For the past two years I have been a member of a book club that is the safest, most enlightening and refreshing group that I have ever been privileged to be a part of. We are artists (actors, writers, designers, and singers), legal assistants, speech pathologists, and educators. We are home-owners and apartment renters. We are wives, girlfriends, happily single, and actively looking women. We wear our hair natural, weaved, and wigged. We are devoted church-goers or decidedly anti established religion and peacefully spiritual. We also happen to all be young(ish) African American women.
Once when our group first formed, one of our members brought a white woman to the circle. When the woman was in our circle, we all noticed that she continually sought to “prove” herself by referring to the hardships she has faced in her life and talking about her bi-racial child. Witnessing this, the black women of the group instinctively sought to reassure and comfort her. The woman was going through a particularly hard time trying to make it and get established in NYC and the hardships of which she spoke were very real. However, as a new member of the group, we experienced a collective shock over how quickly she felt entitled to our comfort and care…and by the way that we rushed to “care for” her.
After that meeting, it was decided that we would ask her not to return to our group. This was a very hard decision. Were we discriminating against a white person by not allowing her to join our group? Would we have felt differently about her entitlement if she had been black? Shouldn’t we have been more sensitive to her needs and allowed her to enjoy the close sisterhood of our group? While I had all of these questions in mind as I effectively kicked her out of the book club, I knew that we had made the right decision for our group.
As a non-church going black person, my book club is the safest space of solely black people that I have experienced in my life. I know that is shocking to some of you. While I have always nurtured friendships with black women, a structured group that is solely devoted to our shared experience has perpetually eluded me. Each time we gather, a white person in need immediately descends upon us. If we are dancing, she needs a lesson in rhythm. If we are talking about issues of concern to our community, she needs to be comforted over her white guilt. If we are talking about our hair, she needs an education on the ins and outs of our curls. Somehow, once a white person enters our space, he/she often becomes the center of the attention, by our needing to educate, comfort, or care for them in some way. It is because of the rarity of the uninterrupted black space, that it was important for my book club to be able to commune, hear each other’s voices, break bread, laugh and stimulate each other intellectually in a structured environment that was free of white people.
Our sisterhood was immediately fiercely protected by us as a space for us that we desperately needed in our lives. We took it under our wing like loving mothers and the hairs on necks raised when we felt it threatened by an intruder who sought to force us into the caregiver roles that we are so often forced into in other domains of our lives. As one member put it, “We aren’t here to take care of you. We are here to take care of ourselves and each other.”
In light of the recent racist, terrorist shooting at the AME Emanuel Church in Charleston, SC and the other churches in the south that have been burned down in the past week by racists, I have come into a deeper understanding of what safe spaces mean for black people, particularly women, in this country.

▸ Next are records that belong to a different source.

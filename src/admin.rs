use crate::config::ServiceConfig;
use crate::error::ManagementError;
use crate::manager::ServiceManager;
use http_body_util::{BodyExt, Full};
use hyper::body::{Bytes, Incoming};
use hyper::header::{AUTHORIZATION, CONTENT_TYPE};
use hyper::service::service_fn;
use hyper::{Method, Request, Response, StatusCode};
use hyper_util::rt::{TokioExecutor, TokioIo};
use hyper_util::server::conn::auto::Builder as AutoBuilder;
use serde::Serialize;
use std::net::SocketAddr;
use std::sync::Arc;
use tokio::io::{AsyncRead, AsyncWrite};
use tokio::net::TcpListener;
use tokio::sync::watch;
use tracing::{debug, error, info, warn};

/// Version information for the proxy
pub const VERSION: &str = env!("CARGO_PKG_VERSION");
pub const PKG_NAME: &str = env!("CARGO_PKG_NAME");

const SERVICES_PREFIX: &str = "/services";

/// Error body returned by the management API
#[derive(Debug, Serialize)]
struct ApiError<'a> {
    error: &'a str,
}

/// Helper to create a simple response - infallible with valid StatusCode
fn response(status: StatusCode, body: impl Into<Bytes>) -> Response<Full<Bytes>> {
    Response::builder()
        .status(status)
        .body(Full::new(body.into()))
        .expect("valid response with StatusCode enum")
}

/// Helper to create a JSON response
fn json_response(status: StatusCode, body: impl Into<Bytes>) -> Response<Full<Bytes>> {
    Response::builder()
        .status(status)
        .header(CONTENT_TYPE, "application/json")
        .body(Full::new(body.into()))
        .expect("valid response with StatusCode enum and static header")
}

fn json_error(status: StatusCode, message: &str) -> Response<Full<Bytes>> {
    let body = serde_json::to_string(&ApiError { error: message })
        .unwrap_or_else(|_| r#"{"error":"internal error"}"#.to_string());
    json_response(status, body)
}

fn json_ok<T: Serialize>(value: &T) -> Response<Full<Bytes>> {
    match serde_json::to_string(value) {
        Ok(body) => json_response(StatusCode::OK, body),
        Err(e) => json_error(StatusCode::INTERNAL_SERVER_ERROR, &e.to_string()),
    }
}

fn management_error(err: &ManagementError) -> Response<Full<Bytes>> {
    json_error(err.status_code(), &err.to_string())
}

/// Management API for creating, listing and deleting services
pub struct AdminServer {
    manager: Arc<ServiceManager>,
    shutdown_rx: watch::Receiver<bool>,
    auth_token: Option<Arc<String>>,
}

impl AdminServer {
    pub fn new(manager: Arc<ServiceManager>, shutdown_rx: watch::Receiver<bool>) -> Self {
        Self {
            manager,
            shutdown_rx,
            auth_token: None,
        }
    }

    /// Require `Authorization: Bearer <token>` on the /services routes
    pub fn with_auth_token(mut self, token: String) -> Self {
        self.auth_token = Some(Arc::new(token));
        self
    }

    /// Serve on an already bound listener
    pub async fn serve(self, listener: TcpListener) -> anyhow::Result<()> {
        let addr = listener.local_addr()?;
        info!(addr = %addr, auth = self.auth_token.is_some(), "Management API listening");

        let mut shutdown_rx = self.shutdown_rx.clone();

        loop {
            tokio::select! {
                result = listener.accept() => {
                    match result {
                        Ok((stream, addr)) => {
                            let manager = Arc::clone(&self.manager);
                            let auth_token = self.auth_token.clone();

                            tokio::spawn(async move {
                                if let Err(e) = serve_admin_connection(stream, addr, manager, auth_token).await {
                                    debug!(addr = %addr, error = %e, "Admin connection error");
                                }
                            });
                        }
                        Err(e) => {
                            error!(error = %e, "Failed to accept admin connection");
                        }
                    }
                }
                _ = shutdown_rx.changed() => {
                    if *shutdown_rx.borrow() {
                        info!("Management API shutting down");
                        break;
                    }
                }
            }
        }

        Ok(())
    }
}

async fn serve_admin_connection<S>(
    stream: S,
    _addr: SocketAddr,
    manager: Arc<ServiceManager>,
    auth_token: Option<Arc<String>>,
) -> anyhow::Result<()>
where
    S: AsyncRead + AsyncWrite + Unpin + Send + 'static,
{
    let io = TokioIo::new(stream);
    let service = service_fn(move |req| {
        let manager = Arc::clone(&manager);
        let token = auth_token.clone();
        async move { handle_admin_request(req, manager, token).await }
    });

    AutoBuilder::new(TokioExecutor::new())
        .serve_connection(io, service)
        .await
        .map_err(|e| anyhow::anyhow!("Admin connection error: {}", e))?;

    Ok(())
}

fn check_auth(req: &Request<Incoming>, expected_token: Option<&str>) -> bool {
    let Some(expected) = expected_token else {
        return true;
    };
    req.headers()
        .get(AUTHORIZATION)
        .and_then(|v| v.to_str().ok())
        .map(|auth| {
            // Support "Bearer <token>" format
            auth.strip_prefix("Bearer ").unwrap_or(auth).eq(expected)
        })
        .unwrap_or(false)
}

/// Split `/services/{stack}/{service}` into its two segments
fn service_path(path: &str) -> Option<(&str, &str)> {
    let rest = path.strip_prefix(SERVICES_PREFIX)?.strip_prefix('/')?;
    let rest = rest.strip_suffix('/').unwrap_or(rest);
    let (stack, service) = rest.split_once('/')?;
    if stack.is_empty() || service.is_empty() || service.contains('/') {
        return None;
    }
    Some((stack, service))
}

fn is_collection(path: &str) -> bool {
    path == SERVICES_PREFIX || path == "/services/"
}

async fn handle_admin_request(
    req: Request<Incoming>,
    manager: Arc<ServiceManager>,
    auth_token: Option<Arc<String>>,
) -> Result<Response<Full<Bytes>>, hyper::Error> {
    let path = req.uri().path().to_string();
    let method = req.method().clone();

    debug!(%method, %path, "Admin API request");

    // Health check and version need no auth
    match (&method, path.as_str()) {
        (&Method::GET, "/health") => return Ok(response(StatusCode::OK, "ok")),
        (&Method::GET, "/version") => {
            let version_info = serde_json::json!({
                "name": PKG_NAME,
                "version": VERSION,
            });
            return Ok(json_response(StatusCode::OK, version_info.to_string()));
        }
        _ => {}
    }

    if path.starts_with(SERVICES_PREFIX) && !check_auth(&req, auth_token.as_deref().map(String::as_str)) {
        warn!(%path, "Unauthorized admin API request");
        return Ok(json_error(StatusCode::UNAUTHORIZED, "unauthorized"));
    }

    let response = match method {
        Method::GET if is_collection(&path) => json_ok(&manager.list_services()),
        Method::POST if is_collection(&path) => create_service(req, &manager).await,
        Method::GET => match service_path(&path) {
            Some((stack, service)) => match manager.get_service(stack, service) {
                Some(info) => json_ok(&info),
                None => management_error(&ManagementError::NotFound(format!("{}/{}", stack, service))),
            },
            None => response(StatusCode::NOT_FOUND, "not found"),
        },
        Method::DELETE => match service_path(&path) {
            Some((stack, service)) => match manager.delete_service(stack, service).await {
                Ok(info) => json_ok(&info),
                Err(e) => management_error(&e),
            },
            None => response(StatusCode::NOT_FOUND, "not found"),
        },
        _ => response(StatusCode::NOT_FOUND, "not found"),
    };

    Ok(response)
}

async fn create_service(req: Request<Incoming>, manager: &ServiceManager) -> Response<Full<Bytes>> {
    let body = match req.collect().await {
        Ok(collected) => collected.to_bytes(),
        Err(e) => {
            return json_error(StatusCode::BAD_REQUEST, &format!("Cannot read body: {}", e));
        }
    };

    let request: ServiceConfig = match serde_json::from_slice(&body) {
        Ok(r) => r,
        Err(e) => {
            return json_error(StatusCode::BAD_REQUEST, &format!("Invalid JSON: {}", e));
        }
    };

    match manager.create_service(request).await {
        Ok(info) => json_ok(&info),
        Err(e) => {
            warn!(error = %e, "Service creation rejected");
            management_error(&e)
        }
    }
}

#[cfg(test)]
mod tests {
    use super::*;

    #[test]
    fn test_service_path() {
        assert_eq!(service_path("/services/api/checkout"), Some(("api", "checkout")));
        assert_eq!(service_path("/services/api/checkout/"), Some(("api", "checkout")));
        assert_eq!(service_path("/services/api"), None);
        assert_eq!(service_path("/services/"), None);
        assert_eq!(service_path("/services/api/checkout/extra"), None);
        assert_eq!(service_path("/servicesx/api/checkout"), None);
    }

    #[test]
    fn test_is_collection() {
        assert!(is_collection("/services"));
        assert!(is_collection("/services/"));
        assert!(!is_collection("/services/api"));
    }

    #[test]
    fn test_management_error_response() {
        let resp = management_error(&ManagementError::PortConflict {
            port: 8080,
            identifier: "api/checkout".to_string(),
        });
        assert_eq!(resp.status(), StatusCode::CONFLICT);
        assert_eq!(resp.headers().get(CONTENT_TYPE).unwrap(), "application/json");
    }
}
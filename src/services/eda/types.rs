use indexmap::IndexMap;
use serde::{Deserialize, Serialize};
use smallvec::SmallVec;

pub const SAMPLE_VALUES: usize = 5;
pub const SAMPLE_ROWS: usize = 10;

/// One cell of an uploaded dataset. Uploads arrive loosely typed, so every
/// coercion happens explicitly at analysis time.
#[derive(Debug, Clone, PartialEq, Serialize, Deserialize)]
#[serde(untagged)]
pub enum CellValue {
    Null,
    Bool(bool),
    Number(f64),
    Text(String),
}

impl CellValue {
    /// Absent cells, JSON nulls and empty strings all count as missing.
    pub fn is_missing(&self) -> bool {
        match self {
            CellValue::Null => true,
            CellValue::Text(s) => s.is_empty(),
            _ => false,
        }
    }

    /// Numeric coercion shared by the summarizer, the correlation engine and
    /// the outlier detector. Returns None for missing or non-numeric cells.
    pub fn as_f64(&self) -> Option<f64> {
        match self {
            CellValue::Number(n) if n.is_finite() => Some(*n),
            CellValue::Bool(b) => Some(if *b { 1.0 } else { 0.0 }),
            CellValue::Text(s) => s.trim().parse::<f64>().ok().filter(|n| n.is_finite()),
            _ => None,
        }
    }

    /// String form used for uniqueness, frequency maps and boolean detection.
    /// Whole numbers render without a trailing ".0" so "1" and 1 collapse to
    /// the same key, matching how the cells looked in the source file.
    pub fn lexical(&self) -> String {
        match self {
            CellValue::Null => String::new(),
            CellValue::Bool(b) => b.to_string(),
            CellValue::Number(n) => {
                if n.fract() == 0.0 && n.abs() < 1e15 {
                    format!("{}", *n as i64)
                } else {
                    n.to_string()
                }
            }
            CellValue::Text(s) => s.clone(),
        }
    }
}

/// A single row keyed by column name. Insertion order is preserved so the
/// column order of the upload survives into the analysis output.
pub type DataRow = IndexMap<String, CellValue>;

#[derive(Debug, Clone, Copy, PartialEq, Eq, Serialize, Deserialize)]
#[serde(rename_all = "lowercase")]
pub enum ColumnType {
    Numeric,
    Categorical,
    Datetime,
    Boolean,
}

impl std::fmt::Display for ColumnType {
    fn fmt(&self, f: &mut std::fmt::Formatter<'_>) -> std::fmt::Result {
        let name = match self {
            ColumnType::Numeric => "numeric",
            ColumnType::Categorical => "categorical",
            ColumnType::Datetime => "datetime",
            ColumnType::Boolean => "boolean",
        };
        f.write_str(name)
    }
}

#[derive(Debug, Clone, Serialize)]
pub struct ColumnInfo {
    pub name: String,
    pub column_type: ColumnType,
    pub null_count: usize,
    pub null_percentage: f64,
    pub unique_count: usize,
    pub sample_values: SmallVec<[CellValue; SAMPLE_VALUES]>,
}

#[derive(Debug, Clone, Serialize)]
pub struct DatasetInfo {
    pub total_rows: usize,
    pub total_columns: usize,
    pub columns: Vec<ColumnInfo>,
    pub sample_data: Vec<DataRow>,
    pub file_name: String,
}

#[derive(Debug, Clone, Serialize)]
pub struct NumericStats {
    pub column: String,
    pub count: usize,
    pub mean: f64,
    pub std: f64,
    pub min: f64,
    pub q25: f64,
    pub median: f64,
    pub q75: f64,
    pub max: f64,
}

#[derive(Debug, Clone, Serialize)]
pub struct CategoricalStats {
    pub column: String,
    pub count: usize,
    pub unique: usize,
    pub top: String,
    pub freq: usize,
    pub distribution: IndexMap<String, usize>,
}

#[derive(Debug, Clone, Serialize)]
pub struct MissingValueSummary {
    pub column: String,
    pub count: usize,
    /// Rounded to one decimal; the rule-based recommender compares against
    /// this rounded figure so thresholds match what the user sees.
    pub percentage: f64,
}

/// Square, symmetric, keyed by numeric column name on both axes.
pub type CorrelationMatrix = IndexMap<String, IndexMap<String, f64>>;

#[derive(Debug, Clone, Serialize)]
pub struct OutlierReport {
    pub column: String,
    pub outlier_count: usize,
    pub outlier_indices: Vec<usize>,
}

#[derive(Debug, Clone, Serialize)]
pub struct EdaResult {
    pub dataset_info: DatasetInfo,
    pub numeric_stats: Vec<NumericStats>,
    pub categorical_stats: Vec<CategoricalStats>,
    pub missing_values: Vec<MissingValueSummary>,
    pub correlations: CorrelationMatrix,
    pub outliers: Vec<OutlierReport>,
    pub recommendations: Vec<String>,
}

#[derive(Debug, thiserror::Error)]
pub enum EdaError {
    #[error("dataset is empty")]
    EmptyDataset,
    #[error("numeric column '{0}' has no coercible values")]
    DegenerateColumn(String),
}
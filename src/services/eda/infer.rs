use std::collections::HashSet;

use chrono::{NaiveDate, NaiveDateTime};
use regex::Regex;

use super::types::{CellValue, ColumnType};

const BOOLEAN_TOKENS: [&str; 6] = ["true", "false", "1", "0", "yes", "no"];

/// Fraction of non-missing values that must parse for a column to be typed
/// numeric or datetime.
const TYPE_THRESHOLD: f64 = 0.8;

/// Classifies a column from its raw values. Pure function of the values, so
/// re-running it always yields the same type.
///
/// The checks run in a fixed priority order: boolean, numeric, datetime,
/// categorical. Boolean runs before numeric on purpose, so a column holding
/// only "0"/"1" is typed boolean.
pub fn infer_column_type(values: &[CellValue]) -> ColumnType {
    let non_null: Vec<&CellValue> = values.iter().filter(|v| !v.is_missing()).collect();

    if non_null.is_empty() {
        return ColumnType::Categorical;
    }

    let distinct: HashSet<String> = non_null.iter().map(|v| v.lexical().to_lowercase()).collect();
    if distinct.len() <= 2 && distinct.iter().all(|v| BOOLEAN_TOKENS.contains(&v.as_str())) {
        return ColumnType::Boolean;
    }

    let total = non_null.len() as f64;

    let numeric_count = non_null.iter().filter(|v| v.as_f64().is_some()).count();
    if numeric_count as f64 / total > TYPE_THRESHOLD {
        return ColumnType::Numeric;
    }

    let date_count = non_null.iter().filter(|v| is_date_value(v)).count();
    if date_count as f64 / total > TYPE_THRESHOLD {
        return ColumnType::Datetime;
    }

    ColumnType::Categorical
}

fn is_date_value(value: &CellValue) -> bool {
    match value {
        CellValue::Text(s) => is_date_string(s),
        _ => false,
    }
}

pub fn is_date_string(s: &str) -> bool {
    let patterns = [
        r"^\d{4}-\d{2}-\d{2}$",
        r"^\d{2}/\d{2}/\d{4}$",
        r"^\d{4}/\d{2}/\d{2}$",
        r"^\d{2}-\d{2}-\d{4}$",
    ];
    if patterns
        .iter()
        .any(|pattern| Regex::new(pattern).map_or(false, |re| re.is_match(s)))
    {
        return true;
    }

    let datetime_formats = ["%Y-%m-%d %H:%M:%S", "%d/%m/%Y %H:%M:%S", "%Y-%m-%dT%H:%M:%S"];
    datetime_formats
        .iter()
        .any(|format| NaiveDateTime::parse_from_str(s, format).is_ok())
        || NaiveDate::parse_from_str(s, "%B %d, %Y").is_ok()
}

#[cfg(test)]
mod tests {
    use super::*;

    fn texts(values: &[&str]) -> Vec<CellValue> {
        values.iter().map(|s| CellValue::Text(s.to_string())).collect()
    }

    #[test]
    fn zero_one_column_is_boolean_not_numeric() {
        let values = texts(&["1", "0", "1", "1"]);
        assert_eq!(infer_column_type(&values), ColumnType::Boolean);
    }

    #[test]
    fn yes_no_column_is_boolean() {
        let values = texts(&["Yes", "no", "YES", "no"]);
        assert_eq!(infer_column_type(&values), ColumnType::Boolean);
    }

    #[test]
    fn mostly_numeric_column_is_numeric() {
        // 5 of 6 parse, 0.83 > 0.8
        let values = texts(&["1", "2", "3.5", "4", "n/a", "6"]);
        assert_eq!(infer_column_type(&values), ColumnType::Numeric);
    }

    #[test]
    fn exactly_eighty_percent_numeric_is_not_numeric() {
        // threshold is strict: 4 of 5 = 0.8 does not clear it
        let values = texts(&["1", "2", "3", "4", "x"]);
        assert_eq!(infer_column_type(&values), ColumnType::Categorical);
    }

    #[test]
    fn date_column_is_datetime() {
        let values = texts(&[
            "2024-01-01",
            "2024-02-15",
            "2024-03-30",
            "2024-12-25",
            "2025-06-01",
            "oops",
        ]);
        assert_eq!(infer_column_type(&values), ColumnType::Datetime);
    }

    #[test]
    fn empty_column_defaults_to_categorical() {
        let values = vec![CellValue::Null, CellValue::Text(String::new())];
        assert_eq!(infer_column_type(&values), ColumnType::Categorical);
    }

    #[test]
    fn mixed_text_is_categorical() {
        let values = texts(&["red", "green", "blue", "red"]);
        assert_eq!(infer_column_type(&values), ColumnType::Categorical);
    }

    #[test]
    fn inference_is_idempotent() {
        let values = texts(&["1", "2", "three", "4", "5"]);
        let first = infer_column_type(&values);
        assert_eq!(infer_column_type(&values), first);
        assert_eq!(infer_column_type(&values), first);
    }

    #[test]
    fn numeric_cells_count_toward_numeric() {
        let values = vec![
            CellValue::Number(1.5),
            CellValue::Number(2.0),
            CellValue::Text("3".into()),
            CellValue::Null,
        ];
        assert_eq!(infer_column_type(&values), ColumnType::Numeric);
    }
}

I am certainly not suggesting that black churches are rare, but spaces that are occupied solely by black people that don’t require the behavior modifications that have become so essential to our daily survival (that we often no longer even notice them), are indeed all too rare.
Where are we to go to just be? To feel safe, loved, and completely accepted? When my book club is together, our education credentials are not questioned; neither is our hair (except the exchange of information) nor is the manner in which we speak. This is in contrast to many domains where we exist in the world. Unfortunately, even when we are not being viewed through the lens of race, we are so used to this mode of being that often it takes a period of adjustment to feel accepted and safe enough to allow ourselves the freedom of being.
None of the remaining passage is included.